*Problem to work on:* Search the entries below for the string "info" and copy the lines that hold it.
==*==
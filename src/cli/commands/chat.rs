//! Interactive chat command.

use crate::cli::Output;
use crate::client::{Answer, ChatClient, LiveText, Redraw, Transcript};
use crate::config::{ClientProtocol, Settings};
use crate::error::Result;
use console::{style, Term};
use indicatif::ProgressBar;
use std::io::{self, BufRead, Write};
use tracing::debug;

/// Run the interactive chat command.
pub async fn run_chat(
    endpoint: Option<String>,
    api_key: Option<String>,
    protocol: Option<ClientProtocol>,
    settings: Settings,
) -> Result<()> {
    let mut client_settings = settings.client.clone();
    if let Some(endpoint) = endpoint {
        client_settings.endpoint = endpoint;
    }
    if api_key.is_some() {
        client_settings.api_key = api_key;
    }
    if let Some(protocol) = protocol {
        client_settings.protocol = protocol;
    }

    let mut client = ChatClient::from_settings(&client_settings)?;
    let mut transcript = Transcript::new();

    println!("\n{}", style("docchat").bold().cyan());
    println!(
        "{}",
        style("Type your questions, or 'exit' to quit. Use 'clear' to start over, 'history' to review.").dim()
    );
    println!(
        "{}\n",
        style(format!(
            "Endpoint: {} ({} framing). Change with /endpoint <url> and /key <key>.",
            client.endpoint(),
            client_settings.protocol
        ))
        .dim()
    );

    let stdin = io::stdin();
    let mut stdout = io::stdout();
    let term = Term::stdout();

    loop {
        print!("{} ", style("You:").green().bold());
        stdout.flush()?;

        let mut input = String::new();
        if stdin.lock().read_line(&mut input)? == 0 {
            println!();
            break;
        }

        let input = input.trim();

        if input.is_empty() {
            continue;
        }

        if input.eq_ignore_ascii_case("exit") || input.eq_ignore_ascii_case("quit") {
            Output::info("Goodbye!");
            break;
        }

        if input.eq_ignore_ascii_case("clear") {
            transcript = Transcript::new();
            Output::info("Conversation cleared.");
            continue;
        }

        if input.eq_ignore_ascii_case("history") {
            if transcript.is_empty() {
                Output::info("No messages yet.");
            }
            for turn in transcript.turns() {
                Output::turn(turn);
            }
            continue;
        }

        if let Some(url) = input.strip_prefix("/endpoint") {
            match client.set_endpoint(url.trim()) {
                Ok(()) => Output::success(&format!("Endpoint set to {}", client.endpoint())),
                Err(e) => Output::error(&e.to_string()),
            }
            continue;
        }

        if let Some(key) = input.strip_prefix("/key") {
            let key = key.trim();
            client.set_api_key((!key.is_empty()).then(|| key.to_string()));
            if client.has_api_key() {
                Output::success("API key set.");
            } else {
                Output::info("API key cleared.");
            }
            continue;
        }

        println!("\n{}", style("docchat:").cyan().bold());
        let mut live = LiveText::new();
        let typing = Output::spinner("Thinking...");

        let (next, result) = client
            .converse(transcript, input, |snapshot| {
                dismiss_when_started(&typing, &snapshot.text);
                render(&term, &mut live, &snapshot.text)
            })
            .await;
        typing.finish_and_clear();
        transcript = next;
        println!("\n");

        match result {
            Ok(answer) => report(&answer),
            Err(e) => Output::error(&format!("Error: {}", e)),
        }
    }

    Ok(())
}

/// Clear the typing indicator once answer text starts arriving.
fn dismiss_when_started(typing: &ProgressBar, text: &str) {
    if !text.is_empty() && !typing.is_finished() {
        typing.finish_and_clear();
    }
}

/// Bring the terminal up to date with the latest answer text.
fn render(term: &Term, live: &mut LiveText, text: &str) {
    let previous_breaks = live.line_breaks();

    match live.update(text) {
        Some(Redraw::Append(added)) => {
            term.write_str(&added).ok();
        }
        Some(Redraw::Replace(all)) => {
            debug!("Redrawing answer ({} lines)", previous_breaks + 1);
            term.clear_line().ok();
            term.clear_last_lines(previous_breaks).ok();
            term.write_str(&all).ok();
        }
        None => {}
    }
}

fn report(answer: &Answer) {
    if let Some(error) = &answer.error {
        Output::warning(&format!("The service reported a problem: {}", error));
    } else if !answer.complete {
        Output::warning("The answer ended before it was complete.");
    }

    Output::sources(&answer.sources);
    if !answer.sources.is_empty() {
        println!();
    }
}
==*==
*Exercise output:*
            Output::info("Goodbye!");
            Output::info("Conversation cleared.");
                Output::info("No messages yet.");
                Output::info("API key cleared.");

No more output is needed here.